# Combat Jump Wings?



## cadettrooper (20 Jul 2006)

OK, there's been a subject that's been bothering me for quite some time now, so here it is:

why does the Canadian forces not wear jump wings on our combat uniform?. because i know we have them, they were worn on the jump smock, and subsequently designed specifically to worn on it. but even after the Canadian jump smock was officially retired,and we adopted the Cadpat uniform, we decided to scrap them all together?(the jump wings that is).if you look at just about every countries armed forces have there own combat jump wing's.
 i thought "well i guess they don't really match the Cadpat uniform",yet i have seen them printed on cadpat material: http://www.dbes.ca/product_info.php?products_id=15358&sid=059b586cf7cdf98d952a251cd43f394a

   Well Just my $0.02


----------



## paracowboy (20 Jul 2006)

why do we need them?
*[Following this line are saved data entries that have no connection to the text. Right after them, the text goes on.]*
//! Configuration for the biome compatibility shim.
//!
//! Keys match the host's config file (`enableAutoRegistration`,
//! `customMappings`, ...). The config is loaded once at startup and is static
//! for the lifetime of the process.

use serde::{Deserialize, Serialize};

use crate::overrides::{IgnoreSet, OverrideTable};

/// Namespace of the content pack whose biomes get labeled.
pub const DEFAULT_NAMESPACE: &str = "biomesoplenty";

/// Top-level configuration, loadable from TOML.
#[derive(Debug, Clone, PartialEq, Eq, Serialize, Deserialize)]
#[serde(rename_all = "camelCase")]
pub struct CompatConfig {
    /// Whether the bulk registration driver runs at all.
    #[serde(default = "default_true")]
    pub enable_auto_registration: bool,
    /// Per-biome log lines and the final mapping report.
    #[serde(default = "default_true")]
    pub enable_detailed_logging: bool,
    /// Biomes to skip entirely; each must be in the target namespace.
    #[serde(default)]
    pub ignored_biomes: Vec<String>,
    /// `namespace:name=LABEL1,LABEL2` entries.
    #[serde(default = "default_custom_mappings")]
    pub custom_mappings: Vec<String>,
    /// Content-pack namespace to process.
    #[serde(default = "default_namespace")]
    pub target_namespace: String,
    /// Log level: trace, debug, info, warn, error.
    #[serde(default = "default_log_level")]
    pub log_level: String,
}

impl Default for CompatConfig {
    fn default() -> Self {
        Self {
            enable_auto_registration: true,
            enable_detailed_logging: true,
            ignored_biomes: Vec::new(),
            custom_mappings: default_custom_mappings(),
            target_namespace: default_namespace(),
            log_level: default_log_level(),
        }
    }
}

impl CompatConfig {
    /// Load configuration from a TOML string.
    ///
    /// # Errors
    /// Returns `CompatError::Config` if the TOML is invalid.
    pub fn from_toml(toml_str: &str) -> crate::error::Result<Self> {
        toml::from_str(toml_str).map_err(|e| crate::CompatError::Config(e.to_string()))
    }

    /// Load configuration from a TOML file.
    ///
    /// # Errors
    /// Returns an error if the file cannot be read or parsed.
    pub fn from_file(path: &std::path::Path) -> crate::error::Result<Self> {
        let content = std::fs::read_to_string(path)?;
        Self::from_toml(&content)
    }

    /// Serialize back to TOML, e.g. to write out a default config file.
    ///
    /// # Errors
    /// Returns `CompatError::Config` if serialization fails.
    pub fn to_toml(&self) -> crate::error::Result<String> {
        toml::to_string_pretty(self).map_err(|e| crate::CompatError::Config(e.to_string()))
    }

    /// Parse the ignore list and custom mappings, dropping invalid entries.
    #[must_use]
    pub fn validate(&self) -> ValidatedConfig {
        ValidatedConfig {
            namespace: self.target_namespace.clone(),
            auto_registration: self.enable_auto_registration,
            detailed_logging: self.enable_detailed_logging,
            ignore: IgnoreSet::from_entries(&self.ignored_biomes, &self.target_namespace),
            overrides: OverrideTable::from_entries(&self.custom_mappings, &self.target_namespace),
        }
    }
}

/// The config after entry validation, ready to drive a classifier.
#[derive(Debug, Clone, PartialEq, Eq)]
pub struct ValidatedConfig {
    /// Target namespace.
    pub namespace: String,
    /// Whether the registration driver runs.
    pub auto_registration: bool,
    /// Whether per-biome logging is on.
    pub detailed_logging: bool,
    /// Parsed ignore list.
    pub ignore: IgnoreSet,
    /// Parsed custom mappings.
    pub overrides: OverrideTable,
}

impl Default for ValidatedConfig {
    fn default() -> Self {
        CompatConfig::default().validate()
    }
}

// ---------------------------------------------------------------------------
// Serde default helpers
// ---------------------------------------------------------------------------

fn default_true() -> bool { true }
fn default_namespace() -> String { DEFAULT_NAMESPACE.to_string() }
fn default_log_level() -> String { "info".to_string() }
fn default_custom_mappings() -> Vec<String> {
    vec![
        "biomesoplenty:jade_cliffs=MOUNTAIN,FOREST,COLD".to_string(),
        "biomesoplenty:lavender_field=PLAINS,LUSH,RARE".to_string(),
    ]
}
Just one more thing to get caught on stuff, to wear out and need replacing, to get jacked up for from the Sarn't-Maj. 
meh.


----------



## Fishbone Jones (20 Jul 2006)

That, and in most cases the CADPAT is designed not to have things sewn on to it. Besides, it wasn't worn on the old combats either. However, if your qualified and you really have the need, I'm sure you could get permission to wear them on your cadet cadpat knock off uniform.


----------



## cadettrooper (20 Jul 2006)

> I'm sure you could get permission to wear them on your cadet cadpat knock off uniform.



well for #1, i was speaking in general about the forces. 
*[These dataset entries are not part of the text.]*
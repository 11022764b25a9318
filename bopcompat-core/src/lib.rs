//! # BOPCOMPAT Core Library
//!
//! Game-agnostic biome classification for content-pack compatibility.
//!
//! A [`Classifier`] turns a namespaced [`BiomeId`] into a set of [`Label`]s
//! drawn from the host's closed vocabulary:
//!
//! - **Ignore list** - biomes the user asked to leave untouched
//! - **Overrides** - user-authored `namespace:path=LABEL,LABEL` entries
//! - **Inference** - substring rules over the biome's path component
//!
//! Each biome is processed at most once per [`Classifier`]. Nothing in this
//! crate fails hard: malformed config entries are dropped, unknown labels are
//! skipped, and misses are logged through `tracing`.

#![deny(clippy::unwrap_used)]
#![deny(missing_docs)]
#![warn(clippy::pedantic)]
#![allow(clippy::module_name_repetitions)]

pub mod classifier;
pub mod config;
pub mod error;
pub mod inference;
pub mod overrides;
pub mod types;
pub mod vocabulary;

pub use classifier::{Classification, ClassificationStats, Classifier, LabelSource};
pub use config::{CompatConfig, ValidatedConfig};
pub use error::CompatError;
pub use overrides::{IgnoreSet, OverrideTable};
pub use types::*;
pub use vocabulary::{LabelResolver, Vocabulary};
     and #2, CADETPAT is an Army Cadet uniform, and if you would have read my prof. you could clearly see that i'm an Air Cadet...........


----------



## Infanteer (20 Jul 2006)

We don't because it's not the way we do things.  Can you think of any good reason why we should go about putting wings on a uniform?


----------



## cadettrooper (20 Jul 2006)

well personally, i feel if you have earned them, then you should wear them.............i myself do not yet have my wings, but am aspiring to get them. but from individuals i know who some, have served with the Airborne regiment,  tell me that it is a quite an achievement to earn your wings and are honoured to be able to wear them..............I'm not sure if the message i am trying to put forward is very clear, but our country has a very rich and prosperous airborne heritage. if i do make it to the time that i get my wings, I'd want to wear them on a daily basis, not just my DEU's..........
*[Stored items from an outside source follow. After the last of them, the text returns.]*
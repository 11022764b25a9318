//! Error types for the BOPCOMPAT core library.

use thiserror::Error;

use crate::types::BiomeId;

/// Top-level error type for all BOPCOMPAT operations.
///
/// None of these are fatal to the host: callers log them and move on.
#[derive(Error, Debug)]
pub enum CompatError {
    /// A string could not be parsed as a `namespace:path` identifier.
    #[error("Invalid biome id '{0}': expected 'namespace:path'")]
    InvalidBiomeId(String),

    /// A custom-mapping entry was malformed and has been dropped.
    #[error("Invalid override entry '{entry}': {reason}")]
    InvalidOverrideEntry {
        /// The raw config entry.
        entry: String,
        /// Why it was rejected.
        reason: String,
    },

    /// A label name is not part of the known vocabulary.
    #[error("Unresolvable label: {0}")]
    UnresolvableLabel(String),

    /// Name inference produced no labels for this biome.
    #[error("No labels could be inferred for biome {0}")]
    InferenceMiss(BiomeId),

    /// The host registry cannot be queried yet.
    #[error("Biome registry unavailable: {0}")]
    RegistryUnavailable(String),

    /// The host dictionary refused a label write.
    #[error("Dictionary rejected labels for {biome}: {reason}")]
    Dictionary {
        /// Biome the write was for.
        biome: BiomeId,
        /// Reason reported by the host.
        reason: String,
    },

    /// Configuration error.
    #[error("Configuration error: {0}")]
    Config(String),

    /// Generic I/O error.
    #[error("I/O error: {0}")]
    Io(#[from] std::io::Error),
}

/// Convenience Result type alias.
pub type Result<T> = std::result::Result<T, CompatError>;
P.S. please do me a favour and not Flak me with negative comments on this......


----------



## axeman (20 Jul 2006)

You get the maroon balloon if your qual and in a jump position.. thats all any one should need . you get the wings red and white to wear on your DEU's . thats the way it is  because thats the way the CF wants it .


----------



## George Wallace (20 Jul 2006)

cadettrooper said:
			
		

> well for #1, i was speaking in general about the forces.
> 
> and #2, CADETPAT is an Army Cadet uniform, and if you would have read my prof. you could clearly see that i'm an Air Cadet...........




If this is a CADET THING, then it should be in the Cadet Forums.

Next!

If this is a CADET THING, then Cadet's DO NOT wear Combat Jump Wings.


----------



## vonGarvin (20 Jul 2006)

George Wallace said:
			
		

> If this is a CADET THING, then Cadet's DO NOT wear Combat Jump Wings.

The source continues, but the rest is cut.